Instructions to follow: Where the records below show the word "level" in a line, please copy that line.

Material for this task:
_ _ _

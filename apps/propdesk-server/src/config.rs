//! Layered application configuration:
//! defaults -> YAML file -> `PROPDESK__*` env vars -> CLI overrides.

use std::path::{Path, PathBuf};

use anyhow::{Context, Result};
use figment::Figment;
use figment::providers::{Env, Format, Serialized, Yaml};
use serde::{Deserialize, Serialize};

use propdesk_auth::AuthConfig;

#[derive(Debug, Clone, Serialize, Deserialize)]
#[serde(default)]
pub struct ServerConfig {
    pub host: String,
    pub port: u16,
    /// Working directory for the database file and uploads.
    pub home_dir: PathBuf,
}

impl Default for ServerConfig {
    fn default() -> Self {
        Self {
            host: "127.0.0.1".to_owned(),
            port: 8080,
            home_dir: PathBuf::from("./propdesk-data"),
        }
    }
}

#[derive(Debug, Clone, Serialize, Deserialize)]
#[serde(default)]
pub struct DatabaseConfig {
    /// SeaORM DSN; sqlite and postgres are supported. An empty value
    /// resolves to a sqlite file under the home directory.
    pub dsn: String,
}

impl Default for DatabaseConfig {
    fn default() -> Self {
        Self { dsn: String::new() }
    }
}

#[derive(Debug, Clone, Serialize, Deserialize)]
#[serde(default)]
pub struct UploadsConfig {
    /// Uploads directory; relative paths resolve under the home directory.
    pub dir: PathBuf,
    /// Base used to mint public URLs for stored objects.
    pub public_base_url: String,
    pub max_upload_mb: u64,
}

impl Default for UploadsConfig {
    fn default() -> Self {
        Self {
            dir: PathBuf::from("uploads"),
            public_base_url: "http://127.0.0.1:8080/files".to_owned(),
            max_upload_mb: 25,
        }
    }
}

#[derive(Debug, Clone, Serialize, Deserialize)]
#[serde(default)]
pub struct LoggingConfig {
    /// Tracing filter directive, e.g. "info" or "propdesk=debug,info".
    pub level: String,
    pub json: bool,
}

impl Default for LoggingConfig {
    fn default() -> Self {
        Self {
            level: "info".to_owned(),
            json: false,
        }
    }
}

#[derive(Debug, Clone, Default, Serialize, Deserialize)]
#[serde(default)]
pub struct AppConfig {
    pub server: ServerConfig,
    pub database: DatabaseConfig,
    pub auth: AuthConfig,
    pub uploads: UploadsConfig,
    pub logging: LoggingConfig,
}

impl AppConfig {
    /// Load the layered configuration. A missing file path is an error; no
    /// file at all just means defaults + env.
    pub fn load(path: Option<&Path>) -> Result<Self> {
        let mut figment = Figment::from(Serialized::defaults(Self::default()));
        if let Some(path) = path {
            figment = figment.merge(Yaml::file_exact(path));
        }
        let config: Self = figment
            .merge(Env::prefixed("PROPDESK__").split("__"))
            .extract()
            .context("failed to load configuration")?;
        Ok(config)
    }

    pub fn apply_cli_overrides(&mut self, port: Option<u16>, verbose: u8) {
        if let Some(port) = port {
            self.server.port = port;
        }
        match verbose {
            0 => {}
            1 => self.logging.level = "debug".to_owned(),
            _ => self.logging.level = "trace".to_owned(),
        }
    }

    /// Effective database DSN, defaulting to a sqlite file in home_dir.
    pub fn database_dsn(&self) -> String {
        if self.database.dsn.is_empty() {
            let db_path = self.server.home_dir.join("propdesk.db");
            format!("sqlite://{}?mode=rwc", db_path.display())
        } else {
            self.database.dsn.clone()
        }
    }

    /// Uploads directory resolved against home_dir.
    pub fn uploads_dir(&self) -> PathBuf {
        if self.uploads.dir.is_absolute() {
            self.uploads.dir.clone()
        } else {
            self.server.home_dir.join(&self.uploads.dir)
        }
    }
}

#[cfg(test)]
mod tests {
    #![allow(clippy::unwrap_used, clippy::expect_used)]

    use super::*;

    #[test]
    fn defaults_are_sane() {
        let config = AppConfig::default();
        assert_eq!(config.server.port, 8080);
        assert!(config.database_dsn().starts_with("sqlite://"));
        assert!(config.uploads_dir().ends_with("uploads"));
    }

    #[test]
    fn cli_overrides_win() {
        let mut config = AppConfig::default();
        config.apply_cli_overrides(Some(9090), 2);
        assert_eq!(config.server.port, 9090);
        assert_eq!(config.logging.level, "trace");
    }

    #[test]
    fn explicit_dsn_is_kept() {
        let config = AppConfig {
            database: DatabaseConfig {
                dsn: "postgres://localhost/propdesk".to_owned(),
            },
            ..AppConfig::default()
        };
        assert_eq!(config.database_dsn(), "postgres://localhost/propdesk");
    }
}
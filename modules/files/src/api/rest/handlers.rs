//! File handlers. Upload takes the first `file` part of a multipart body.

use std::sync::Arc;

use axum::Extension;
use axum::extract::{Multipart, Path, Query, State};
use axum::response::Response;
use uuid::Uuid;

use propdesk_auth::AuthUser;
use propdesk_http::{ApiEnvelope, ApiError, ListEnvelope};

use super::dto::{FileRecordDto, ListFilesQuery};
use crate::domain::repo::FileRepository;
use crate::domain::service::FileService;

const DEFAULT_CONTENT_TYPE: &str = "application/octet-stream";

pub async fn upload_file<R: FileRepository>(
    State(svc): State<Arc<FileService<R>>>,
    Extension(user): Extension<AuthUser>,
    mut multipart: Multipart,
) -> Result<Response, ApiError> {
    while let Some(field) = multipart
        .next_field()
        .await
        .map_err(|e| ApiError::invalid_input(e.to_string()))?
    {
        if field.name() != Some("file") {
            continue;
        }
        let file_name = field
            .file_name()
            .map(ToOwned::to_owned)
            .ok_or_else(|| ApiError::invalid_input("file part must carry a filename"))?;
        let content_type = field
            .content_type()
            .map_or_else(|| DEFAULT_CONTENT_TYPE.to_owned(), ToOwned::to_owned);
        let bytes = field
            .bytes()
            .await
            .map_err(|e| ApiError::invalid_input(e.to_string()))?;

        let record = svc.upload(&user, &file_name, &content_type, bytes).await?;
        return Ok(ApiEnvelope::created(
            FileRecordDto::from(record),
            "file uploaded",
        ));
    }
    Err(ApiError::invalid_input("multipart body has no 'file' part"))
}

pub async fn list_files<R: FileRepository>(
    State(svc): State<Arc<FileService<R>>>,
    Query(query): Query<ListFilesQuery>,
) -> Result<ListEnvelope<FileRecordDto>, ApiError> {
    let page = svc.list(query.into_query()).await?;
    Ok(ListEnvelope::ok(page.map(FileRecordDto::from), "files fetched"))
}

pub async fn get_file<R: FileRepository>(
    State(svc): State<Arc<FileService<R>>>,
    Path(id): Path<Uuid>,
) -> Result<ApiEnvelope<FileRecordDto>, ApiError> {
    let record = svc.get(id).await?;
    Ok(ApiEnvelope::ok(FileRecordDto::from(record), "file fetched"))
}

pub async fn delete_file<R: FileRepository>(
    State(svc): State<Arc<FileService<R>>>,
    Extension(user): Extension<AuthUser>,
    Path(id): Path<Uuid>,
) -> Result<ApiEnvelope<()>, ApiError> {
    svc.delete(&user, id).await?;
    Ok(ApiEnvelope::message("file deleted"))
}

_ _ _

Output for this exercise:
    pub level: String,
            level: "info".to_owned(),
            1 => self.logging.level = "debug".to_owned(),
            _ => self.logging.level = "trace".to_owned(),
        assert_eq!(config.logging.level, "trace");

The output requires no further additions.